▼▼▼

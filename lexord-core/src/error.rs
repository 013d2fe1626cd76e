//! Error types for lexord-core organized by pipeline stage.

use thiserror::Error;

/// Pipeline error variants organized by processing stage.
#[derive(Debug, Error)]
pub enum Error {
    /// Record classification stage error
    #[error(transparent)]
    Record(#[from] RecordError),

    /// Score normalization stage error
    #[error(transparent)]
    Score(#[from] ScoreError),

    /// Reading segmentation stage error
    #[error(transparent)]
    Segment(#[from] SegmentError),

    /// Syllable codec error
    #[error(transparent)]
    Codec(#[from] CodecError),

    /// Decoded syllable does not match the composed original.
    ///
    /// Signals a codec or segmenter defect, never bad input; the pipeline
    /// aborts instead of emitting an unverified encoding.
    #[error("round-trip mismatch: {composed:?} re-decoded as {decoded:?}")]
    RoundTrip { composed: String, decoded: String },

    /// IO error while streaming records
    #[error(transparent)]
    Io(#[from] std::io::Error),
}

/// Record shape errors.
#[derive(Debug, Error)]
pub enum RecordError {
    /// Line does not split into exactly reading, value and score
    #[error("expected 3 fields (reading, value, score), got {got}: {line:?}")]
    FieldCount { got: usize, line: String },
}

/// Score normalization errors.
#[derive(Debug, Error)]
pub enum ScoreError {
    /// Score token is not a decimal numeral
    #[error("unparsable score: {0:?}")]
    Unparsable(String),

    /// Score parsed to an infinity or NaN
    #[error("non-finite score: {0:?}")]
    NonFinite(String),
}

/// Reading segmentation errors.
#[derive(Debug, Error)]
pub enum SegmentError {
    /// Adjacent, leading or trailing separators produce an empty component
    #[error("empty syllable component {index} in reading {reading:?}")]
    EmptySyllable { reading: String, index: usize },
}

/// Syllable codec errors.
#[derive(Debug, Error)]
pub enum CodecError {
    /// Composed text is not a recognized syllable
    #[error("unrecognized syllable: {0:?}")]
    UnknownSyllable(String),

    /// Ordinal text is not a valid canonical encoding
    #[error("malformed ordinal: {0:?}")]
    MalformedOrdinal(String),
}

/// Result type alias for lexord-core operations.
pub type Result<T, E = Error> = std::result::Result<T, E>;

▲▲▲

• EXERCISE INSTRUCTIONS: Every line in the data that holds the string "CodecError" should be copied.

• TASK RESULT:
    Codec(#[from] CodecError),
pub enum CodecError {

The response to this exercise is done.